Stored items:
use crate::error::DriverError;
use crate::query::row::{materialize, Row};
use async_trait::async_trait;
use tokio_postgres::NoTls;
use tracing::{debug, warn};

/// A single database connection owned by one cursor session or one-shot query
#[async_trait]
pub trait CursorConnection: Send + 'static {
    /// Run statements that return no rows (BEGIN, DECLARE, MOVE, ROLLBACK)
    async fn execute(&mut self, sql: &str) -> Result<(), DriverError>;

    /// Run a statement and materialize every row it returns
    async fn query(&mut self, sql: &str) -> Result<Vec<Row>, DriverError>;

    fn is_closed(&self) -> bool;
}

/// Opens connections to the report database
#[async_trait]
pub trait Connector: Send + Sync + 'static {
    type Connection: CursorConnection;

    async fn connect(&self) -> Result<Self::Connection, DriverError>;
}

/// Connector for a PostgreSQL server reached through tokio-postgres
#[derive(Clone)]
pub struct PgConnector {
    config: tokio_postgres::Config,
}

impl PgConnector {
    pub fn new(config: tokio_postgres::Config) -> Self {
        PgConnector { config }
    }

    pub fn config(&self) -> &tokio_postgres::Config {
        &self.config
    }
}

#[async_trait]
impl Connector for PgConnector {
    type Connection = PgConnection;

    async fn connect(&self) -> Result<PgConnection, DriverError> {
        let (client, connection) = self.config.connect(NoTls).await?;

        // The connection future drives the socket; it resolves once the client is dropped
        tokio::spawn(async move {
            if let Err(e) = connection.await {
                warn!("PostgreSQL connection error: {}", e);
            }
        });

        debug!("Opened PostgreSQL connection");
        Ok(PgConnection { client })
    }
}

pub struct PgConnection {
    client: tokio_postgres::Client,
}

#[async_trait]
impl CursorConnection for PgConnection {
    async fn execute(&mut self, sql: &str) -> Result<(), DriverError> {
        self.client.batch_execute(sql).await?;
        Ok(())
    }

    async fn query(&mut self, sql: &str) -> Result<Vec<Row>, DriverError> {
        let rows = self.client.query(sql, &[]).await?;
        Ok(rows.iter().map(materialize).collect())
    }

    fn is_closed(&self) -> bool {
        self.client.is_closed()
    }
}
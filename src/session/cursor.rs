use super::connector::CursorConnection;
use super::context::QueryContext;
use crate::error::{DriverError, Phase};
use crate::query::Row;
use crate::{PgReportError, Result};
use serde::{Deserialize, Serialize};
use std::fmt;
use std::str::FromStr;
use tokio::sync::OwnedSemaphorePermit;
use tracing::{debug, warn};
use uuid::Uuid;

/// Paging direction for an open cursor
#[derive(Debug, Clone, Copy, PartialEq, Eq, Serialize, Deserialize)]
#[serde(rename_all = "UPPERCASE")]
pub enum Direction {
    First,
    Next,
    Prev,
}

impl FromStr for Direction {
    type Err = PgReportError;

    fn from_str(s: &str) -> Result<Self> {
        match s.trim().to_ascii_uppercase().as_str() {
            "FIRST" => Ok(Direction::First),
            "NEXT" => Ok(Direction::Next),
            "PREV" | "PREVIOUS" | "PRIOR" => Ok(Direction::Prev),
            _ => Err(PgReportError::InvalidParameter(format!(
                "unknown paging direction: {s:?}"
            ))),
        }
    }
}

impl fmt::Display for Direction {
    fn fmt(&self, f: &mut fmt::Formatter<'_>) -> fmt::Result {
        match self {
            Direction::First => f.write_str("FIRST"),
            Direction::Next => f.write_str("NEXT"),
            Direction::Prev => f.write_str("PREV"),
        }
    }
}

/// Where a cursor rests, as far as the session knows
#[derive(Debug, Clone, Copy, PartialEq, Eq)]
pub enum PagePosition {
    /// Declared, nothing fetched yet
    Fresh,
    /// Last fetch returned `len` rows starting at zero-based row `start`
    Page { start: u64, len: u64 },
    /// A fetch was interrupted and the server-side position is unknown
    Unknown,
}

#[derive(Debug, Clone, Copy, PartialEq, Eq)]
pub enum CursorMove {
    Relative(i64),
    Absolute(u64),
}

impl CursorMove {
    pub fn sql(&self, cursor: &str) -> String {
        match self {
            CursorMove::Relative(n) => format!("MOVE RELATIVE {n} FROM {cursor}"),
            CursorMove::Absolute(n) => format!("MOVE ABSOLUTE {n} FROM {cursor}"),
        }
    }
}

/// Positioning needed before fetching the next page, and where that page starts
#[derive(Debug, Clone, Copy, PartialEq, Eq)]
pub struct PagePlan {
    pub movement: Option<CursorMove>,
    pub start: Option<u64>,
}

impl PagePlan {
    /// Position after the planned fetch returned `fetched` rows
    pub fn landed(&self, fetched: usize) -> PagePosition {
        match self.start {
            Some(start) => PagePosition::Page { start, len: fetched as u64 },
            None => PagePosition::Unknown,
        }
    }
}

impl PagePosition {
    pub fn plan(&self, direction: Direction, page_size: u64) -> PagePlan {
        match direction {
            Direction::Next => PagePlan {
                movement: None,
                start: match *self {
                    PagePosition::Fresh => Some(0),
                    PagePosition::Page { start, len } => Some(start + len),
                    PagePosition::Unknown => None,
                },
            },
            Direction::First => PagePlan {
                movement: Some(CursorMove::Absolute(0)),
                start: Some(0),
            },
            Direction::Prev => match *self {
                // A full page leaves the cursor on its last row, so stepping
                // back two pages lands right before the previous one
                PagePosition::Page { start, len } if len == page_size && start >= page_size => {
                    PagePlan {
                        movement: Some(CursorMove::Relative(-2 * page_size as i64)),
                        start: Some(start - page_size),
                    }
                }
                // Short final page, first page or an empty page past the end
                PagePosition::Page { start, .. } => {
                    let target = start.saturating_sub(page_size);
                    PagePlan {
                        movement: Some(CursorMove::Absolute(target)),
                        start: Some(target),
                    }
                }
                PagePosition::Fresh | PagePosition::Unknown => PagePlan {
                    movement: Some(CursorMove::Absolute(0)),
                    start: Some(0),
                },
            },
        }
    }
}

/// Generate a server-side cursor name
pub fn cursor_name() -> String {
    let id = Uuid::new_v4().simple().to_string();
    format!("cur_{}", &id[..8])
}

/// An open transaction on an owned connection with one scroll cursor declared
/// inside it. The connection and the transaction end together in [`close`].
///
/// [`close`]: CursorState::close
pub struct CursorState<T: CursorConnection> {
    conn: T,
    cursor_name: String,
    page_size: usize,
    position: PagePosition,
    _permit: OwnedSemaphorePermit,
}

impl<T: CursorConnection> CursorState<T> {
    /// Begin a transaction on `conn` and declare a scroll cursor for `query`.
    ///
    /// On failure the transaction is rolled back and the connection dropped
    /// before the error is returned.
    pub async fn open(
        ctx: &QueryContext,
        session_id: &str,
        mut conn: T,
        permit: OwnedSemaphorePermit,
        query: &str,
        page_size: usize,
    ) -> Result<Self> {
        ctx.run(Phase::Begin, async {
            conn.execute("BEGIN").await.map_err(|source| PgReportError::QueryExecution {
                phase: Phase::Begin,
                source,
            })
        })
        .await?;

        let cursor_name = cursor_name();
        let declare = format!("DECLARE {cursor_name} SCROLL CURSOR FOR {query}");
        let declared = ctx
            .run(Phase::Declare, async {
                conn.execute(&declare).await.map_err(|source| PgReportError::CursorDeclare {
                    session_id: session_id.to_string(),
                    source,
                })
            })
            .await;

        if let Err(e) = declared {
            // A cancelled call may still be running on the connection, so only
            // roll back when the server answered; dropping the connection ends
            // the transaction either way
            if !e.is_cancelled() {
                if let Err(rollback_err) = conn.execute("ROLLBACK").await {
                    warn!("Rollback after failed declare for session {} failed: {}", session_id, rollback_err);
                }
            }
            return Err(e);
        }

        debug!("Declared cursor {} for session {}", cursor_name, session_id);
        Ok(CursorState {
            conn,
            cursor_name,
            page_size,
            position: PagePosition::Fresh,
            _permit: permit,
        })
    }

    pub fn cursor_name(&self) -> &str {
        &self.cursor_name
    }

    pub fn page_size(&self) -> usize {
        self.page_size
    }

    pub fn position(&self) -> PagePosition {
        self.position
    }

    /// Position the cursor for `direction` and fetch one page
    pub async fn fetch(&mut self, ctx: &QueryContext, direction: Direction) -> Result<Vec<Row>> {
        let plan = self.position.plan(direction, self.page_size as u64);

        if let Some(movement) = plan.movement {
            let sql = movement.sql(&self.cursor_name);
            let moved = ctx
                .run(Phase::Move, async {
                    self.conn.execute(&sql).await.map_err(|source| PgReportError::QueryExecution {
                        phase: Phase::Move,
                        source,
                    })
                })
                .await;
            if let Err(e) = moved {
                self.position = PagePosition::Unknown;
                return Err(e);
            }
        }

        let sql = format!("FETCH FORWARD {} FROM {}", self.page_size, self.cursor_name);
        let fetched = ctx
            .run(Phase::Fetch, async {
                self.conn.query(&sql).await.map_err(|source| PgReportError::QueryExecution {
                    phase: Phase::Fetch,
                    source,
                })
            })
            .await;

        match fetched {
            Ok(rows) => {
                self.position = plan.landed(rows.len());
                Ok(rows)
            }
            Err(e) => {
                self.position = PagePosition::Unknown;
                Err(e)
            }
        }
    }

    /// Roll back the transaction and release the connection
    pub async fn close(mut self) -> std::result::Result<(), DriverError> {
        let result = if self.conn.is_closed() {
            Ok(())
        } else {
            self.conn.execute("ROLLBACK").await
        };
        drop(self);
        result
    }
}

> _Work request_
Look for the string "OwnedSemaphorePermit" in the entries above. Copy every line that has it.

> _Solution for this problem_
use tokio::sync::OwnedSemaphorePermit;
    _permit: OwnedSemaphorePermit,
        permit: OwnedSemaphorePermit,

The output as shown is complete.